__Work instructions__: Your job is to transcribe the material exactly. Keep every line.

· · · ·

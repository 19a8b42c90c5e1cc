use std::sync::LazyLock;

use leaptick::julian::{civil_from_truncated_julian_day, truncated_julian_day};
use leaptick::{GpsInstant, LeapSecondTable, Posix, TaiInstant, Tick60Instant};
use proptest::prelude::*;

static TABLE: LazyLock<LeapSecondTable> = LazyLock::new(|| {
    include_str!("data/leapseconds")
        .parse()
        .expect("fixture ledger loads")
});

/// GPS seconds whose Tick60 value stays within 60 bits.
const MAX_GPS_SECONDS: i64 = 100_000_000_000;

proptest! {
    #[test]
    fn calendar_roundtrip(year in 1583i32..=9999, month in 1u8..=12, day in 1u8..=28) {
        let tjd = truncated_julian_day(year, month, day);
        prop_assert_eq!(civil_from_truncated_julian_day(tjd), (year, month, day));
    }

    #[test]
    fn posix_fields_rebuild_the_same_seconds(seconds in -10_000_000_000i64..100_000_000_000, nanos in 0u32..1_000_000_000) {
        let p = Posix::from_seconds(seconds, nanos);
        let rebuilt = Posix::from_calendar(p.year(), p.month(), p.day(), p.hour(), p.minute(), p.second(), p.nanos());
        prop_assert_eq!(rebuilt, p);
    }

    #[test]
    fn tai_gps_roundtrip(seconds in -1_000_000_000_000_000i64..1_000_000_000_000_000, nanos in 0u32..1_000_000_000) {
        let tai = TaiInstant::from_seconds(seconds, nanos);
        let gps: GpsInstant = tai.to();
        prop_assert_eq!(gps.seconds(), seconds - 694_656_019);
        prop_assert_eq!(gps.to::<leaptick::TAI>(), tai);
    }

    #[test]
    fn gps_tick60_roundtrip_truncates(seconds in 0i64..MAX_GPS_SECONDS, nanos in 0u32..1_000_000_000) {
        let gps = GpsInstant::from_seconds(seconds, nanos);
        let back = gps.to_tick60().unwrap().to_gps();
        prop_assert_eq!(back, GpsInstant::from_seconds(seconds, nanos - nanos % 100));
    }

    #[test]
    fn gps_components_roundtrip(cycle in 0u32..100, week in 0u16..1024, sow in 0u32..604_800, nanos in 0u32..1_000_000_000) {
        let gps = GpsInstant::from_components(cycle, week, sow, nanos);
        prop_assert_eq!(gps.cycle(), i64::from(cycle));
        prop_assert_eq!(gps.week(), week);
        prop_assert_eq!(gps.seconds_of_week(), sow);
        prop_assert_eq!(GpsInstant::from_seconds(gps.seconds(), nanos), gps);
    }

    #[test]
    fn offset_moves_by_at_most_one_and_only_at_records(seconds in 0i64..2_000_000_000) {
        let before = TABLE.offset(seconds);
        let after = TABLE.offset(seconds + 1);
        prop_assert!((after - before).abs() <= 1);
        if after != before {
            prop_assert!(TABLE.is_leap_second(seconds + 1));
        }
    }

    #[test]
    fn posix_tai_roundtrip(seconds in 0i64..2_000_000_000, nanos in 0u32..1_000_000_000) {
        let posix = Posix::from_seconds(seconds, nanos);
        let tai = TaiInstant::from_posix(&posix, &TABLE);
        prop_assert_eq!(tai.to_posix(&TABLE), posix);
    }

    #[test]
    fn tick60_text_roundtrip(ticks in 0u64..=Tick60Instant::MAX.ticks()) {
        let tick = Tick60Instant::new(ticks);
        let text = tick.to_string();
        prop_assert_eq!(text.parse::<Tick60Instant>().unwrap(), tick);
    }

    #[test]
    fn tai_text_roundtrip(seconds in 0i64..1_000_000_000_000, nanos in 0u32..1_000_000_000) {
        let tai = TaiInstant::from_seconds(seconds, nanos);
        prop_assert_eq!(tai.to_string().parse::<TaiInstant>().unwrap(), tai);
    }
}

#[test]
fn consecutive_records_differ_by_one() {
    for pair in TABLE.records().windows(2) {
        assert_eq!((pair[1].offset() - pair[0].offset()).abs(), 1);
    }
    assert_eq!(TABLE.records()[0].offset(), 11);
}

· · · ·

__The answer__:
repository 19a8b42c90c5e1cc
use std::sync::LazyLock;

use leaptick::julian::{civil_from_truncated_julian_day, truncated_julian_day};
use leaptick::{GpsInstant, LeapSecondTable, Posix, TaiInstant, Tick60Instant};
use proptest::prelude::*;

static TABLE: LazyLock<LeapSecondTable> = LazyLock::new(|| {
    include_str!("data/leapseconds")
        .parse()
        .expect("fixture ledger loads")
});

/// GPS seconds whose Tick60 value stays within 60 bits.
const MAX_GPS_SECONDS: i64 = 100_000_000_000;

proptest! {
    #[test]
    fn calendar_roundtrip(year in 1583i32..=9999, month in 1u8..=12, day in 1u8..=28) {
        let tjd = truncated_julian_day(year, month, day);
        prop_assert_eq!(civil_from_truncated_julian_day(tjd), (year, month, day));
    }

    #[test]
    fn posix_fields_rebuild_the_same_seconds(seconds in -10_000_000_000i64..100_000_000_000, nanos in 0u32..1_000_000_000) {
        let p = Posix::from_seconds(seconds, nanos);
        let rebuilt = Posix::from_calendar(p.year(), p.month(), p.day(), p.hour(), p.minute(), p.second(), p.nanos());
        prop_assert_eq!(rebuilt, p);
    }

    #[test]
    fn tai_gps_roundtrip(seconds in -1_000_000_000_000_000i64..1_000_000_000_000_000, nanos in 0u32..1_000_000_000) {
        let tai = TaiInstant::from_seconds(seconds, nanos);
        let gps: GpsInstant = tai.to();
        prop_assert_eq!(gps.seconds(), seconds - 694_656_019);
        prop_assert_eq!(gps.to::<leaptick::TAI>(), tai);
    }

    #[test]
    fn gps_tick60_roundtrip_truncates(seconds in 0i64..MAX_GPS_SECONDS, nanos in 0u32..1_000_000_000) {
        let gps = GpsInstant::from_seconds(seconds, nanos);
        let back = gps.to_tick60().unwrap().to_gps();
        prop_assert_eq!(back, GpsInstant::from_seconds(seconds, nanos - nanos % 100));
    }

    #[test]
    fn gps_components_roundtrip(cycle in 0u32..100, week in 0u16..1024, sow in 0u32..604_800, nanos in 0u32..1_000_000_000) {
        let gps = GpsInstant::from_components(cycle, week, sow, nanos);
        prop_assert_eq!(gps.cycle(), i64::from(cycle));
        prop_assert_eq!(gps.week(), week);
        prop_assert_eq!(gps.seconds_of_week(), sow);
        prop_assert_eq!(GpsInstant::from_seconds(gps.seconds(), nanos), gps);
    }

    #[test]
    fn offset_moves_by_at_most_one_and_only_at_records(seconds in 0i64..2_000_000_000) {
        let before = TABLE.offset(seconds);
        let after = TABLE.offset(seconds + 1);
        prop_assert!((after - before).abs() <= 1);
        if after != before {
            prop_assert!(TABLE.is_leap_second(seconds + 1));
        }
    }

    #[test]
    fn posix_tai_roundtrip(seconds in 0i64..2_000_000_000, nanos in 0u32..1_000_000_000) {
        let posix = Posix::from_seconds(seconds, nanos);
        let tai = TaiInstant::from_posix(&posix, &TABLE);
        prop_assert_eq!(tai.to_posix(&TABLE), posix);
    }

    #[test]
    fn tick60_text_roundtrip(ticks in 0u64..=Tick60Instant::MAX.ticks()) {
        let tick = Tick60Instant::new(ticks);
        let text = tick.to_string();
        prop_assert_eq!(text.parse::<Tick60Instant>().unwrap(), tick);
    }

    #[test]
    fn tai_text_roundtrip(seconds in 0i64..1_000_000_000_000, nanos in 0u32..1_000_000_000) {
        let tai = TaiInstant::from_seconds(seconds, nanos);
        prop_assert_eq!(tai.to_string().parse::<TaiInstant>().unwrap(), tai);
    }
}

#[test]
fn consecutive_records_differ_by_one() {
    for pair in TABLE.records().windows(2) {
        assert_eq!((pair[1].offset() - pair[0].offset()).abs(), 1);
    }
    assert_eq!(TABLE.records()[0].offset(), 11);
}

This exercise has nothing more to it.